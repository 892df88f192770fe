pub mod config;
pub mod github;
pub mod store;
pub mod types;

pub use config::GithubConfig;
pub use github::GithubStore;
pub use store::{RemoteError, RemoteObjectStore, RemoteResult};
pub use types::{
    BlobEncoding, CommitLookup, GitLocation, GitObjectRef, Identity, PendingWrite, Permission,
    RefUpdate, RemoteTree, RepoInfo, TreeEntry, TreeEntryKind, TreeWriteEntry,
};

pub mod prelude {
    pub use crate::config::*;
    pub use crate::github::*;
    pub use crate::store::*;
    pub use crate::types::*;
}
use crate::types::{
    BlobEncoding, CommitLookup, GitObjectRef, Permission, RefUpdate, RemoteTree, RepoInfo,
    TreeWriteEntry,
};
use async_trait::async_trait;
use thiserror::Error;

#[derive(Error, Debug)]
pub enum RemoteError {
    #[error("Could not find the specified repository or directory")]
    NotFound,

    #[error("Remote store rejected the request: {message}")]
    Unprocessable { message: String },

    #[error("Remote refused the merge: {message}")]
    Conflict { message: String },

    #[error("Archive of {size} bytes exceeds the {limit} byte ceiling")]
    TooLarge { size: u64, limit: u64 },

    #[error("Network error: {0}")]
    Network(#[from] reqwest::Error),

    #[error("Serialization error: {0}")]
    Serialization(#[from] serde_json::Error),

    #[error("Remote store returned {status}: {message}")]
    Api { status: u16, message: String },
}

pub type RemoteResult<T> = Result<T, RemoteError>;

/// The remote Git object API the synchronization engine runs against.
///
/// Implementations translate transport detail (HTTP statuses, wire payloads)
/// into [`RemoteError`] here; consumers never branch on a status code.
/// Credentials are per-user tokens; passing `None` lets the implementation
/// fall back to its shared service credential.
#[async_trait]
pub trait RemoteObjectStore: Send + Sync {
    /// Latest commit sha for a branch, scoped to `path` when non-empty.
    /// Sends `etag` as a conditional validator when given; a still-current
    /// answer comes back as [`CommitLookup::NotModified`] without consuming
    /// meaningful quota.
    async fn latest_commit(
        &self,
        owner: &str,
        repo: &str,
        branch: &str,
        path: &str,
        etag: Option<&str>,
        token: Option<&str>,
    ) -> RemoteResult<CommitLookup>;

    /// Tree listing for a tree-ish (tree or commit sha).
    async fn get_tree(
        &self,
        owner: &str,
        repo: &str,
        tree_sha: &str,
        recursive: bool,
        token: Option<&str>,
    ) -> RemoteResult<RemoteTree>;

    async fn create_blob(
        &self,
        owner: &str,
        repo: &str,
        content: &str,
        encoding: BlobEncoding,
        token: &str,
    ) -> RemoteResult<GitObjectRef>;

    async fn create_tree(
        &self,
        owner: &str,
        repo: &str,
        entries: &[TreeWriteEntry],
        base_tree: Option<&str>,
        token: &str,
    ) -> RemoteResult<GitObjectRef>;

    async fn create_commit(
        &self,
        owner: &str,
        repo: &str,
        tree_sha: &str,
        parents: &[String],
        message: &str,
        token: &str,
    ) -> RemoteResult<GitObjectRef>;

    /// Point an existing branch at `commit_sha`.
    async fn update_ref(
        &self,
        owner: &str,
        repo: &str,
        branch: &str,
        commit_sha: &str,
        force: bool,
        token: &str,
    ) -> RemoteResult<RefUpdate>;

    /// Create a new branch pointing at `commit_sha`.
    async fn create_ref(
        &self,
        owner: &str,
        repo: &str,
        branch: &str,
        commit_sha: &str,
        token: &str,
    ) -> RemoteResult<RefUpdate>;

    /// Server-side merge of `head_sha` into `base_branch`. Returns the merge
    /// commit, or `None` when the branch already contained the head. A
    /// genuine content conflict surfaces as [`RemoteError::Conflict`].
    async fn merge(
        &self,
        owner: &str,
        repo: &str,
        base_branch: &str,
        head_sha: &str,
        token: &str,
    ) -> RemoteResult<Option<GitObjectRef>>;

    /// Request a fork under the token's identity. Forking is asynchronous on
    /// the remote side; completion is observed via [`repo_exists`].
    ///
    /// [`repo_exists`]: RemoteObjectStore::repo_exists
    async fn create_fork(&self, owner: &str, repo: &str, token: &str) -> RemoteResult<()>;

    async fn repo_exists(&self, owner: &str, repo: &str, token: Option<&str>)
        -> RemoteResult<bool>;

    async fn fetch_permission(
        &self,
        owner: &str,
        repo: &str,
        token: Option<&str>,
    ) -> RemoteResult<Permission>;

    async fn repo_info(
        &self,
        owner: &str,
        repo: &str,
        token: Option<&str>,
    ) -> RemoteResult<RepoInfo>;

    /// Create a brand-new repository under the token's identity.
    async fn create_repo(&self, name: &str, private: bool, token: &str) -> RemoteResult<RepoInfo>;

    /// Download a gzipped tar archive of the repository at `commit_sha`.
    /// Implementations must reject a declared content length above
    /// `max_bytes` before reading the body.
    async fn download_archive(
        &self,
        owner: &str,
        repo: &str,
        commit_sha: &str,
        max_bytes: u64,
        token: Option<&str>,
    ) -> RemoteResult<Vec<u8>>;

    /// Sha of the most recent commit that touched `path` on `branch`, if any.
    async fn latest_commit_for_file(
        &self,
        owner: &str,
        repo: &str,
        branch: &str,
        path: &str,
        token: Option<&str>,
    ) -> RemoteResult<Option<String>>;

    /// Remaining request quota on the shared service credential.
    async fn remaining_quota(&self) -> RemoteResult<u64>;
}
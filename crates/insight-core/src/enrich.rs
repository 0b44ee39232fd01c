//! Enricher port.
//!
//! An [`Enricher`] takes a freshly inserted [`Insight`] and returns an
//! augmented copy. The processor only calls it after a successful first
//! insert, and writes the result back with
//! [`InsightStore::update`](crate::store::InsightStore::update).
//!
//! Implementations may change `text`, `note`, `url` and `tags`. Identity
//! fields are pinned by the processor regardless of what comes back.

use anyhow::Result;
use async_trait::async_trait;

use crate::models::Insight;

#[async_trait]
pub trait Enricher: Send + Sync {
    /// Return an enriched copy of `insight`.
    async fn enrich(&self, insight: &Insight) -> Result<Insight>;
}

/// Appends a fixed set of tags to every insight.
///
/// Tags already present are not repeated. Useful for labeling everything
/// that flows through one deployment without an external service.
pub struct StaticTagEnricher {
    tags: Vec<String>,
}

impl StaticTagEnricher {
    pub fn new(tags: Vec<String>) -> Self {
        Self { tags }
    }
}

#[async_trait]
impl Enricher for StaticTagEnricher {
    async fn enrich(&self, insight: &Insight) -> Result<Insight> {
        let mut out = insight.clone();
        for tag in &self.tags {
            if !out.tags.contains(tag) {
                out.tags.push(tag.clone());
            }
        }
        Ok(out)
    }
}

#[cfg(test)]
mod tests {
    use super::*;
    use crate::models::HighlightId;
    use chrono::Utc;

    #[tokio::test]
    async fn test_static_tags_appended_once() {
        let now = Utc::now();
        let insight = Insight {
            tenant_id: "t".into(),
            idempotency_key: "k".into(),
            highlight_id: HighlightId::Numeric(3),
            source: "readwise".into(),
            event_type: "create".into(),
            received_at: now,
            text: "x".into(),
            note: None,
            url: None,
            tags: vec!["inbox".into()],
            created_at: now,
            updated_at: now,
            enriched: false,
        };
        let enricher = StaticTagEnricher::new(vec!["inbox".into(), "kindle".into()]);
        let out = enricher.enrich(&insight).await.unwrap();
        assert_eq!(out.tags, vec!["inbox", "kindle"]);
        assert_eq!(out.text, "x");
    }
}
//! Processing orchestration: dedup-insert, then optionally enrich-update.
//!
//! [`InsightProcessor::process`] runs a fixed sequence for each event:
//!
//! 1. Reject a blank idempotency key before touching the store.
//! 2. Project the event into an [`Insight`] (trimmed text and note).
//! 3. `put_if_absent`. A duplicate stops here with `inserted = false`.
//! 4. Without an enricher, stop with `inserted = true`.
//! 5. `enrich`. A failure leaves the base record in place.
//! 6. `update` with the enriched copy.
//!
//! A redelivery that arrives after step 3 succeeded is a duplicate and is
//! never enriched again; such records keep `enriched = false` and can be
//! found and repaired out of band.

use std::sync::Arc;

use chrono::{DateTime, Utc};

use crate::enrich::Enricher;
use crate::error::ProcessError;
use crate::models::{IngestEvent, Insight};
use crate::store::InsightStore;

/// Source of "now" for `created_at` / `updated_at`.
pub type Clock = Arc<dyn Fn() -> DateTime<Utc> + Send + Sync>;

/// Result of a successful [`InsightProcessor::process`] call.
#[derive(Debug, Clone, Copy, PartialEq, Eq)]
pub struct ProcessResult {
    /// `true` when this call created the record, `false` for a duplicate.
    pub inserted: bool,
}

pub struct InsightProcessor {
    store: Arc<dyn InsightStore>,
    enricher: Option<Arc<dyn Enricher>>,
    clock: Clock,
}

impl InsightProcessor {
    pub fn new(store: Arc<dyn InsightStore>, enricher: Option<Arc<dyn Enricher>>) -> Self {
        Self {
            store,
            enricher,
            clock: Arc::new(Utc::now),
        }
    }

    /// Replace the wall clock, mainly for deterministic tests.
    pub fn with_clock(mut self, clock: Clock) -> Self {
        self.clock = clock;
        self
    }

    pub async fn process(&self, event: &IngestEvent) -> Result<ProcessResult, ProcessError> {
        if event.idempotency_key.trim().is_empty() {
            return Err(ProcessError::MissingIdempotencyKey);
        }
        if event.tenant_id.trim().is_empty() {
            return Err(ProcessError::InvalidEvent("missing tenant id".to_string()));
        }

        let base = self.build_insight(event);

        let inserted = self
            .store
            .put_if_absent(&base)
            .await
            .map_err(ProcessError::Store)?;
        if !inserted {
            return Ok(ProcessResult { inserted: false });
        }

        let Some(enricher) = &self.enricher else {
            return Ok(ProcessResult { inserted: true });
        };

        let mut enriched = enricher
            .enrich(&base)
            .await
            .map_err(ProcessError::Enrich)?;
        pin_identity(&mut enriched, &base);
        enriched.enriched = true;
        enriched.updated_at = (self.clock)();

        self.store
            .update(&enriched)
            .await
            .map_err(ProcessError::Store)?;

        Ok(ProcessResult { inserted: true })
    }

    fn build_insight(&self, event: &IngestEvent) -> Insight {
        let now = (self.clock)();
        let h = &event.highlight;
        Insight {
            tenant_id: event.tenant_id.clone(),
            idempotency_key: event.idempotency_key.clone(),
            highlight_id: h.id.clone(),
            source: event.source.clone(),
            event_type: event.event_type.clone(),
            received_at: event.received_at,
            text: h.text.trim().to_string(),
            note: h
                .note
                .as_deref()
                .map(str::trim)
                .filter(|n| !n.is_empty())
                .map(str::to_string),
            url: h.url.clone(),
            tags: h.tags.clone(),
            created_at: now,
            updated_at: now,
            enriched: false,
        }
    }
}

fn pin_identity(enriched: &mut Insight, base: &Insight) {
    enriched.tenant_id = base.tenant_id.clone();
    enriched.idempotency_key = base.idempotency_key.clone();
    enriched.highlight_id = base.highlight_id.clone();
    enriched.source = base.source.clone();
    enriched.event_type = base.event_type.clone();
    enriched.received_at = base.received_at;
    enriched.created_at = base.created_at;
}
/// Resolves on Ctrl-C (and SIGTERM on Unix).
pub async fn shutdown_signal() {
    let ctrl_c = async {
        if let Err(e) = tokio::signal::ctrl_c().await {
            tracing::error!(error = %e, "failed to install Ctrl-C handler");
            std::future::pending::<()>().await;
        }
    };

    #[cfg(unix)]
    let terminate = async {
        match tokio::signal::unix::signal(tokio::signal::unix::SignalKind::terminate()) {
            Ok(mut sig) => {
                sig.recv().await;
            }
            Err(e) => {
                tracing::error!(error = %e, "failed to install SIGTERM handler");
                std::future::pending::<()>().await;
            }
        }
    };

    #[cfg(not(unix))]
    let terminate = std::future::pending::<()>();

    tokio::select! {
        _ = ctrl_c => {},
        _ = terminate => {},
    }
    tracing::info!("shutdown signal received");
}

> [Assigned task] Produce only the lines from the line containing "pub mod config;" through the line containing "#[derive(Error, Debug)]", inclusive of both, exactly as they stand in the entries above.

> [Written response]
pub mod config;
pub mod github;
pub mod store;
pub mod types;

pub use config::GithubConfig;
pub use github::GithubStore;
pub use store::{RemoteError, RemoteObjectStore, RemoteResult};
pub use types::{
    BlobEncoding, CommitLookup, GitLocation, GitObjectRef, Identity, PendingWrite, Permission,
    RefUpdate, RemoteTree, RepoInfo, TreeEntry, TreeEntryKind, TreeWriteEntry,
};

pub mod prelude {
    pub use crate::config::*;
    pub use crate::github::*;
    pub use crate::store::*;
    pub use crate::types::*;
}
use crate::types::{
    BlobEncoding, CommitLookup, GitObjectRef, Permission, RefUpdate, RemoteTree, RepoInfo,
    TreeWriteEntry,
};
use async_trait::async_trait;
use thiserror::Error;

#[derive(Error, Debug)]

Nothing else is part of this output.